Slaughter gets arrested and charged with first-degree murder, but Treasury Department official Price (Cameron Mitchell) offers to drop all charges if he agrees to go to an unnamed South American country to capture the escaped mobster, who apparently has a super-computer that helps him run his crime empire.

Upon arriving, Slaughter meets up with two fellow agents, Harry (Don Gordon) and Kim (Marlene Clark), having previously known Kim. The mobster responsible for the murder of Slaughter's father is Dominic Hoffo (Rip Torn), right-hand man of kingpin Felice (Norman Alfe). Hoffo, a blatant racist and sociopath, instantly hates Slaughter, especially when his comare Ann (Stella Stevens), a professional working for the organization, makes it clear she's delighted to have been ordered by Felice to present herself to Slaughter as a peace offering.

Slaughter, having no intention of backing down from his vendetta, accepts Ann's offer with pleasure, and her loyalties quickly transfer to him.
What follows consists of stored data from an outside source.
//! Structural equality between markup trees
//!
//! [`equal`] compares a *pattern* tree against an *actual* tree. Tags and
//! children are compared strictly, attributes are not: the pattern's
//! attributes must be a subset of the actual node's attributes. A hand-written
//! expected tree can therefore leave out incidental attributes that a parsed
//! document carries, while a missing or different expected attribute still
//! fails.
//!
//! Both operands only need to implement [`Markup`], so a canonical
//! [`Element`] can be compared directly against an html5ever node handle (see
//! [`crate::parser`]).
//!
//! # Examples
//!
//! ```rust
//! use hexp::equality::equal;
//! use hexp::node::Element;
//!
//! let pattern = Element::new("div").with_attr("class", "hello");
//! let actual = Element::new("div")
//!     .with_attr("class", "hello")
//!     .with_attr("id", "zigzag");
//!
//! assert!(equal(&&pattern, &&actual));
//! assert!(!equal(&&actual, &&pattern));
//! ```

use crate::node::{Element, Node};
use std::borrow::Cow;

/// A child as seen by the comparator
#[derive(Debug, Clone, PartialEq, Eq)]
pub enum Child<N> {
    Element(N),
    Text(String),
}

/// Read-only view of a tree node
///
/// Implementors expose a tag (absent for root containers such as a document),
/// an attribute mapping and ordered children. Children that are neither
/// elements nor text (comments, doctypes) should be left out.
///
/// Leaf nodes that can be compared on their own (a parsed text or comment
/// node) report a `#`-prefixed tag and their content through
/// [`Markup::text`].
pub trait Markup: Sized {
    fn tag(&self) -> Option<Cow<'_, str>>;

    /// Content of a leaf node; `None` for elements and root containers
    fn text(&self) -> Option<Cow<'_, str>> {
        None
    }

    fn attributes(&self) -> Vec<(Cow<'_, str>, Cow<'_, str>)>;

    /// Value of a single attribute
    fn attribute(&self, name: &str) -> Option<Cow<'_, str>> {
        self.attributes()
            .into_iter()
            .find(|(key, _)| key == name)
            .map(|(_, value)| value)
    }

    fn children(&self) -> Vec<Child<Self>>;
}

impl<'a> Markup for &'a Element {
    fn tag(&self) -> Option<Cow<'_, str>> {
        Some(Cow::Borrowed(Element::tag(self)))
    }

    fn attributes(&self) -> Vec<(Cow<'_, str>, Cow<'_, str>)> {
        Element::attributes(self)
            .iter()
            .map(|(k, v)| (Cow::Borrowed(k.as_str()), Cow::Borrowed(v.as_str())))
            .collect()
    }

    fn attribute(&self, name: &str) -> Option<Cow<'_, str>> {
        self.attr(name).map(Cow::Borrowed)
    }

    fn children(&self) -> Vec<Child<Self>> {
        let element: &'a Element = *self;
        element
            .children()
            .iter()
            .map(|child| match child {
                Node::Element(e) => Child::Element(e),
                Node::Text(t) => Child::Text(t.as_str().to_string()),
            })
            .collect()
    }
}

/// Why two nodes differ
#[derive(Debug, Clone, Copy, PartialEq, Eq)]
enum Mismatch {
    Tag,
    Text,
    Attribute,
    ChildCount,
    Child,
}

/// Compare `pattern` against `actual`
///
/// Checks, in order and stopping at the first failure:
/// 1. tags are identical (two absent tags match), and leaf contents are
///    identical
/// 2. every pattern attribute exists on `actual` with the same value
/// 3. both have the same number of children
/// 4. children are pairwise equal, in order; text matches text with the
///    same content and never matches an element
///
/// The operands are not interchangeable: attributes present only on `actual`
/// are ignored, attributes present only on `pattern` are a mismatch.
pub fn equal<P: Markup, A: Markup>(pattern: &P, actual: &A) -> bool {
    match first_mismatch(pattern, actual) {
        None => true,
        Some(kind) => {
            let tag = pattern.tag();
            tracing::trace!(
                mismatch = ?kind,
                tag = tag.as_deref().unwrap_or("#root"),
                "trees differ"
            );
            false
        }
    }
}

fn first_mismatch<P: Markup, A: Markup>(pattern: &P, actual: &A) -> Option<Mismatch> {
    if pattern.tag().as_deref() != actual.tag().as_deref() {
        return Some(Mismatch::Tag);
    }
    if pattern.text().as_deref() != actual.text().as_deref() {
        return Some(Mismatch::Text);
    }

    let attributes_match = pattern
        .attributes()
        .iter()
        .all(|(name, value)| actual.attribute(name).as_deref() == Some(value.as_ref()));
    if !attributes_match {
        return Some(Mismatch::Attribute);
    }

    let pattern_children = pattern.children();
    let actual_children = actual.children();
    if pattern_children.len() != actual_children.len() {
        return Some(Mismatch::ChildCount);
    }

    let children_match = pattern_children
        .iter()
        .zip(&actual_children)
        .all(|pair| match pair {
            (Child::Text(p), Child::Text(a)) => p == a,
            (Child::Element(p), Child::Element(a)) => equal(p, a),
            _ => false,
        });
    (!children_match).then_some(Mismatch::Child)
}

#[cfg(test)]
mod tests {
    use super::*;
    use proptest::prelude::*;

    fn div_with_class() -> Element {
        Element::new("div").with_attr("class", "hello")
    }

    /// Minimal foreign tree: an empty root container with no tag
    #[derive(Debug, Clone)]
    struct Root;

    impl Markup for Root {
        fn tag(&self) -> Option<Cow<'_, str>> {
            None
        }

        fn attributes(&self) -> Vec<(Cow<'_, str>, Cow<'_, str>)> {
            Vec::new()
        }

        fn children(&self) -> Vec<Child<Self>> {
            Vec::new()
        }
    }

    #[test]
    fn test_same_attributes_are_equal() {
        assert!(equal(&&div_with_class(), &&div_with_class()));
    }

    #[test]
    fn test_extra_actual_attribute_is_ignored() {
        let actual = div_with_class().with_attr("id", "zigzag");
        assert!(equal(&&div_with_class(), &&actual));
    }

    #[test]
    fn test_extra_pattern_attribute_is_a_mismatch() {
        let pattern = div_with_class().with_attr("id", "zigzag");
        assert!(!equal(&&pattern, &&div_with_class()));
    }

    #[test]
    fn test_attribute_value_must_match() {
        let actual = Element::new("div").with_attr("class", "goodbye");
        assert!(!equal(&&div_with_class(), &&actual));
    }

    #[test]
    fn test_tag_mismatch() {
        assert!(!equal(&&Element::new("div"), &&Element::new("span")));
    }

    #[test]
    fn test_same_children_are_equal() {
        let a = Element::new("div").with_child(Element::new("p"));
        let b = Element::new("div").with_child(Element::new("p"));
        assert!(equal(&&a, &&b));
    }

    #[test]
    fn test_child_with_different_tag() {
        let a = Element::new("div").with_child(Element::new("p"));
        let b = Element::new("div").with_child(Element::new("em"));
        assert!(!equal(&&a, &&b));
    }

    #[test]
    fn test_extra_child_in_either_direction() {
        let one = Element::new("div").with_child(Element::new("p"));
        let two = one.clone().with_child(Element::new("em"));
        assert!(!equal(&&one, &&two));
        assert!(!equal(&&two, &&one));
    }

    #[test]
    fn test_child_order_matters() {
        let a = Element::new("div")
            .with_child(Element::new("p"))
            .with_child(Element::new("em"));
        let b = Element::new("div")
            .with_child(Element::new("em"))
            .with_child(Element::new("p"));
        assert!(!equal(&&a, &&b));
    }

    #[test]
    fn test_text_children() {
        let hello = Element::new("p").with_child("hello");
        assert!(equal(&&hello, &&Element::new("p").with_child("hello")));
        assert!(!equal(&&hello, &&Element::new("p").with_child("hullo")));
        assert!(!equal(&&hello, &&Element::new("p").with_child(Element::new("hello"))));
    }

    #[test]
    fn test_nested_attribute_subset() {
        let pattern = Element::new("ul").with_child(Element::new("li").with_attr("class", "a"));
        let actual = Element::new("ul").with_child(
            Element::new("li")
                .with_attr("class", "a")
                .with_attr("data-id", "7"),
        );
        assert!(equal(&&pattern, &&actual));
        assert!(!equal(&&actual, &&pattern));
    }

    #[test]
    fn test_empty_root_containers_are_equal() {
        assert!(equal(&Root, &Root));
    }

    #[test]
    fn test_root_never_equals_element() {
        assert!(!equal(&Root, &&Element::new("div")));
        assert!(!equal(&&Element::new("div"), &Root));
    }

    #[test]
    fn test_default_attribute_lookup() {
        let root = Root;
        assert_eq!(root.attribute("anything"), None);
    }

    fn element_strategy() -> impl Strategy<Value = Element> {
        let leaf = (
            prop::sample::select(vec!["div", "p", "em"]),
            prop::collection::btree_map("[a-z]{1,4}", "[a-z0-9]{0,4}", 0..3),
        )
            .prop_map(|(tag, attrs)| Element::from_parts(tag, attrs, Vec::new()));

        leaf.prop_recursive(3, 16, 3, |inner| {
            (
                prop::sample::select(vec!["section", "ul", "li"]),
                prop::collection::btree_map("[a-z]{1,4}", "[a-z0-9]{0,4}", 0..3),
                prop::collection::vec(
                    prop_oneof![
                        inner.prop_map(Node::Element),
                        "[a-z]{0,6}".prop_map(Node::from),
                    ],
                    0..3,
                ),
            )
                .prop_map(|(tag, attrs, children)| Element::from_parts(tag, attrs, children))
        })
    }

    proptest! {
        #[test]
        fn prop_equal_is_reflexive(element in element_strategy()) {
            prop_assert!(equal(&&element, &&element));
        }

        #[test]
        fn prop_extra_actual_attribute_keeps_equality(
            element in element_strategy(),
            name in "x-[a-z]{1,4}",
            value in "[a-z]{0,4}",
        ) {
            let actual = element.clone().with_attr(name, value);
            prop_assert!(equal(&&element, &&actual));
        }

        #[test]
        fn prop_missing_actual_attribute_breaks_equality(
            element in element_strategy(),
            name in "x-[a-z]{1,4}",
        ) {
            let pattern = element.clone().with_attr(name, "v");
            prop_assert!(!equal(&&pattern, &&element));
        }
    }
}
Numerous fights and gun battles ensue, with the hot-headed Hoffo eventually killing the more reasonable Felice and assuming command, beating Ann viciously for her disloyalty. After a climactic shootout and lengthy car chase, Slaughter succeeds in killing Hoffo by incinerating him  in a crashed vehicle.

Cast
 Jim Brown as Slaughter
 Stella Stevens as Ann Cooper
 Rip Torn as Dominic Hoffo	
 Cameron Mitchell as A. W. Price
 Don Gordon as Harry Bastoli
 Marlene Clark as Kim Walker
 Robert Phillips as Frank Morelli
 Marion Brash as Jenny
 Norman Alfe as Mario Felice
 Eddie LoRusso as Al "Little Al"	
 Buddy Garion as Eddie
 Roger Cudney as Gio
 Lance Winston as Intern
 Juan Jose Laboriel as Uncle	
 Francisca Lopez de Laboriel as Aunt

Filming 
Slaughter was generally a low-budget production film, which was typical of most blaxploitation films during this era. It was directed by Jack Starrett. Writers included Don Williams and Mark Hanna. The producer was Monroe Sachson. Filming was in Mexico City, Distrito Federal, Mexico under the American International Pictures production company. Interiors were shot at the Churubusco Studios. Its U.S. release date was August 16, 1972 in New York City.
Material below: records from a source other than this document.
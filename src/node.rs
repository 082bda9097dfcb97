//! Tree values: canonical nodes and the loose shorthand they are built from
//!
//! A canonical tree is made of [`Element`]s (tag, attribute map, ordered
//! children) and [`TextNode`] leaves. Both are plain immutable values; there is
//! no parent pointer and no in-place mutation, so a tree can be cloned, shared
//! across threads and compared freely.
//!
//! [`Loose`] is the permissive shape accepted by the normalizer: a list that
//! starts with a tag, optionally followed by an attribute map and/or a list of
//! children, where children can themselves be loose lists, strings, finished
//! nodes, or values implementing [`ToElement`].
//!
//! # Examples
//!
//! ```rust
//! use hexp::node::{Element, Loose};
//! use serde_json::json;
//!
//! let loose = Loose::from(json!(["p", {"class": "intro"}, ["Hello"]]));
//! let element = hexp::normalize(&loose).expect("valid literal");
//!
//! assert_eq!(element.tag(), "p");
//! assert_eq!(element.attr("class"), Some("intro"));
//! assert_eq!(element, Element::new("p").with_attr("class", "intro").with_child("Hello"));
//! ```

use crate::equality::Markup;
use serde::{Deserialize, Serialize};
use std::collections::BTreeMap;
use std::fmt;
use std::sync::Arc;

/// Attribute names mapped to their string values
pub type Attributes = BTreeMap<String, String>;

/// A text leaf
#[derive(Debug, Clone, PartialEq, Eq, Hash, Serialize, Deserialize)]
#[serde(transparent)]
pub struct TextNode(String);

impl TextNode {
    pub fn new(text: impl Into<String>) -> Self {
        Self(text.into())
    }

    pub fn as_str(&self) -> &str {
        &self.0
    }
}

impl fmt::Display for TextNode {
    fn fmt(&self, f: &mut fmt::Formatter<'_>) -> fmt::Result {
        f.write_str(&self.0)
    }
}

/// A markup element in canonical form
#[derive(Debug, Clone, PartialEq, Eq, Serialize, Deserialize)]
pub struct Element {
    tag: String,
    #[serde(default)]
    attributes: Attributes,
    #[serde(default)]
    children: Vec<Node>,
}

/// A child of an element
#[derive(Debug, Clone, PartialEq, Eq, Serialize, Deserialize)]
#[serde(untagged)]
pub enum Node {
    /// Text leaf
    Text(TextNode),
    /// Nested element
    Element(Element),
}

impl Element {
    /// Create an element with no attributes and no children
    pub fn new(tag: impl Into<String>) -> Self {
        Self::from_parts(tag, Attributes::new(), Vec::new())
    }

    /// Create an element from already canonical parts
    pub fn from_parts(tag: impl Into<String>, attributes: Attributes, children: Vec<Node>) -> Self {
        Self {
            tag: tag.into(),
            attributes,
            children,
        }
    }

    /// Return a copy of this element with `name` set to `value`
    pub fn with_attr(mut self, name: impl Into<String>, value: impl Into<String>) -> Self {
        self.attributes.insert(name.into(), value.into());
        self
    }

    /// Return a copy of this element with `child` appended
    pub fn with_child(mut self, child: impl Into<Node>) -> Self {
        self.children.push(child.into());
        self
    }

    pub fn tag(&self) -> &str {
        &self.tag
    }

    pub fn attributes(&self) -> &Attributes {
        &self.attributes
    }

    /// Look up a single attribute value
    pub fn attr(&self, name: &str) -> Option<&str> {
        self.attributes.get(name).map(String::as_str)
    }

    pub fn children(&self) -> &[Node] {
        &self.children
    }

    /// Compare this element, as the pattern side, against `actual`
    ///
    /// See [`crate::equality::equal`].
    pub fn matches<A: Markup>(&self, actual: &A) -> bool {
        crate::equality::equal(&self, actual)
    }

    /// Wrap this element back into the fully specified loose shape
    /// `[tag, attributes, children]`
    ///
    /// Normalizing the result yields an element equal to `self`.
    pub fn to_loose(&self) -> Loose {
        let attributes = self
            .attributes
            .iter()
            .map(|(k, v)| (Loose::Str(k.clone()), Loose::Str(v.clone())))
            .collect();
        let children = self
            .children
            .iter()
            .map(|child| match child {
                Node::Element(e) => Loose::Element(e.clone()),
                Node::Text(t) => Loose::Text(t.clone()),
            })
            .collect();

        Loose::List(vec![
            Loose::Str(self.tag.clone()),
            Loose::Map(attributes),
            Loose::List(children),
        ])
    }
}

impl From<Element> for Node {
    fn from(element: Element) -> Self {
        Node::Element(element)
    }
}

impl From<TextNode> for Node {
    fn from(text: TextNode) -> Self {
        Node::Text(text)
    }
}

impl From<&str> for Node {
    fn from(text: &str) -> Self {
        Node::Text(TextNode::new(text))
    }
}

impl From<String> for Node {
    fn from(text: String) -> Self {
        Node::Text(TextNode(text))
    }
}

/// A value that knows how to present itself as an element
///
/// The normalizer calls [`ToElement::to_element`] on every
/// [`Loose::Convertible`] child. The returned value must be
/// [`Loose::Element`]; anything else fails normalization with
/// [`FormatError::InvalidConversion`](crate::error::FormatError::InvalidConversion).
pub trait ToElement {
    fn to_element(&self) -> Loose;

    /// Human-readable description used in diagnostics
    fn describe(&self) -> String {
        std::any::type_name::<Self>().to_string()
    }
}

impl ToElement for Element {
    fn to_element(&self) -> Loose {
        Loose::Element(self.clone())
    }
}

/// The permissive input shape accepted by the normalizer
#[derive(Clone)]
pub enum Loose {
    /// Identifier-like scalar; usable as a tag, never taken as children
    Symbol(String),
    Str(String),
    Int(i64),
    /// Unsigned integer beyond the range of `Int`
    UInt(u64),
    Float(f64),
    Bool(bool),
    Nil,
    /// Key/value pairs in source order
    Map(Vec<(Loose, Loose)>),
    List(Vec<Loose>),
    /// Already canonical element
    Element(Element),
    /// Already canonical text leaf
    Text(TextNode),
    /// A value converted through [`ToElement`]
    Convertible(Arc<dyn ToElement + Send + Sync>),
}

impl Loose {
    pub fn symbol(name: impl Into<String>) -> Self {
        Loose::Symbol(name.into())
    }

    /// Build a map from key/value pairs
    pub fn map<K, V, I>(pairs: I) -> Self
    where
        K: Into<Loose>,
        V: Into<Loose>,
        I: IntoIterator<Item = (K, V)>,
    {
        Loose::Map(
            pairs
                .into_iter()
                .map(|(k, v)| (k.into(), v.into()))
                .collect(),
        )
    }

    pub fn list<T: Into<Loose>, I: IntoIterator<Item = T>>(items: I) -> Self {
        Loose::List(items.into_iter().map(Into::into).collect())
    }

    pub fn convertible(value: impl ToElement + Send + Sync + 'static) -> Self {
        Loose::Convertible(Arc::new(value))
    }

    /// String representation used for attribute keys and values
    ///
    /// Scalars render naturally (`3` → `"3"`, `3.0` → `"3.0"`, `nil` → `""`);
    /// composite values fall back to their debug rendering.
    pub fn to_scalar_string(&self) -> String {
        match self {
            Loose::Symbol(s) | Loose::Str(s) => s.clone(),
            Loose::Int(n) => n.to_string(),
            Loose::UInt(n) => n.to_string(),
            Loose::Float(n) => format!("{n:?}"),
            Loose::Bool(b) => b.to_string(),
            Loose::Nil => String::new(),
            Loose::Text(t) => t.as_str().to_string(),
            other => format!("{other:?}"),
        }
    }
}

impl fmt::Debug for Loose {
    fn fmt(&self, f: &mut fmt::Formatter<'_>) -> fmt::Result {
        match self {
            Loose::Symbol(s) => write!(f, ":{s}"),
            Loose::Str(s) => write!(f, "{s:?}"),
            Loose::Int(n) => write!(f, "{n}"),
            Loose::UInt(n) => write!(f, "{n}"),
            Loose::Float(n) => write!(f, "{n:?}"),
            Loose::Bool(b) => write!(f, "{b}"),
            Loose::Nil => f.write_str("nil"),
            Loose::Map(pairs) => f
                .debug_map()
                .entries(pairs.iter().map(|(k, v)| (k, v)))
                .finish(),
            Loose::List(items) => f.debug_list().entries(items).finish(),
            Loose::Element(e) => write!(f, "{e:?}"),
            Loose::Text(t) => write!(f, "{t:?}"),
            Loose::Convertible(c) => write!(f, "<{}>", c.describe()),
        }
    }
}

impl From<&str> for Loose {
    fn from(s: &str) -> Self {
        Loose::Str(s.to_string())
    }
}

impl From<String> for Loose {
    fn from(s: String) -> Self {
        Loose::Str(s)
    }
}

impl From<i64> for Loose {
    fn from(n: i64) -> Self {
        Loose::Int(n)
    }
}

impl From<i32> for Loose {
    fn from(n: i32) -> Self {
        Loose::Int(i64::from(n))
    }
}

impl From<u64> for Loose {
    fn from(n: u64) -> Self {
        i64::try_from(n).map_or(Loose::UInt(n), Loose::Int)
    }
}

impl From<f64> for Loose {
    fn from(n: f64) -> Self {
        Loose::Float(n)
    }
}

impl From<bool> for Loose {
    fn from(b: bool) -> Self {
        Loose::Bool(b)
    }
}

impl From<Element> for Loose {
    fn from(e: Element) -> Self {
        Loose::Element(e)
    }
}

impl From<TextNode> for Loose {
    fn from(t: TextNode) -> Self {
        Loose::Text(t)
    }
}

impl From<Vec<Loose>> for Loose {
    fn from(items: Vec<Loose>) -> Self {
        Loose::List(items)
    }
}

impl<T: Into<Loose>> From<Option<T>> for Loose {
    fn from(value: Option<T>) -> Self {
        value.map_or(Loose::Nil, Into::into)
    }
}

/// JSON literals map arrays to lists and objects to maps; strings stay
/// strings, so a JSON tag in second position is read as a text child.
impl From<serde_json::Value> for Loose {
    fn from(value: serde_json::Value) -> Self {
        use serde_json::Value;

        match value {
            Value::Null => Loose::Nil,
            Value::Bool(b) => Loose::Bool(b),
            Value::Number(n) => {
                if let Some(i) = n.as_i64() {
                    Loose::Int(i)
                } else if let Some(u) = n.as_u64() {
                    Loose::UInt(u)
                } else {
                    Loose::Float(n.as_f64().unwrap_or(f64::NAN))
                }
            }
            Value::String(s) => Loose::Str(s),
            Value::Array(items) => Loose::List(items.into_iter().map(Loose::from).collect()),
            Value::Object(map) => Loose::Map(
                map.into_iter()
                    .map(|(k, v)| (Loose::Str(k), Loose::from(v)))
                    .collect(),
            ),
        }
    }
}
In a May 2, 1972 interview with The Hollywood Reporter, producer Monroe Sachson noted that the film's locale had to be changed from Mexico to a non-specified country at the request of the Mexican censorship board, even though the film had been partially financed by Estudios Churubusco. Sachson complained that the censorship board was "totally against any reference to their country if it shows it in any bad light." The article reported that Churubusco provided one third of the film's $850,000 budget, the rest of which came from Sachson's production company, JayJen II, AIP and Slaughter 1 Limited Partnership."

Music
The music was principally done by Luchi De Jesus, as musical director/supervisor, for the original film. Manuel Topete was the sound designer. The theme associated with the film gives Slaughter its own unique sound that stuck around and made a significant presence in the Blaxploitation film genre. Ric Marlow also made contributions as a songwriter. No soundtrack LP was ever issued.

Title song
The theme song for Slaughter  was written and performed by Billy Preston, who at the time was enjoying a commercial breakthrough as a solo artist with his soul-funk instrumental hit "Outa-Space". When released as a single in the US in 1972, "Slaughter" peaked at number 50 on the Billboard Hot 100 and number 17 on Billboards R&B Singles chart. Preston's recording was later used by Quentin Tarantino in his 2009 film Inglourious Basterds.  It also plays during a bar-fight scene in Brian Helgeland's 2015 film Legend.

Reception
"Slaughter is a decent mix of sex and violence, with particularly well-done action scenes. It also has just the right amount of comedy. Highlighted by a funky music score and Billy Preston's downright awesome theme song, Slaughter delivers solid blaxploitation goods."  "This release is a bucket of dumb fun that benefits hugely from Brown's screen presence and by Starrett's energetic direction", according to a review made in May 2006.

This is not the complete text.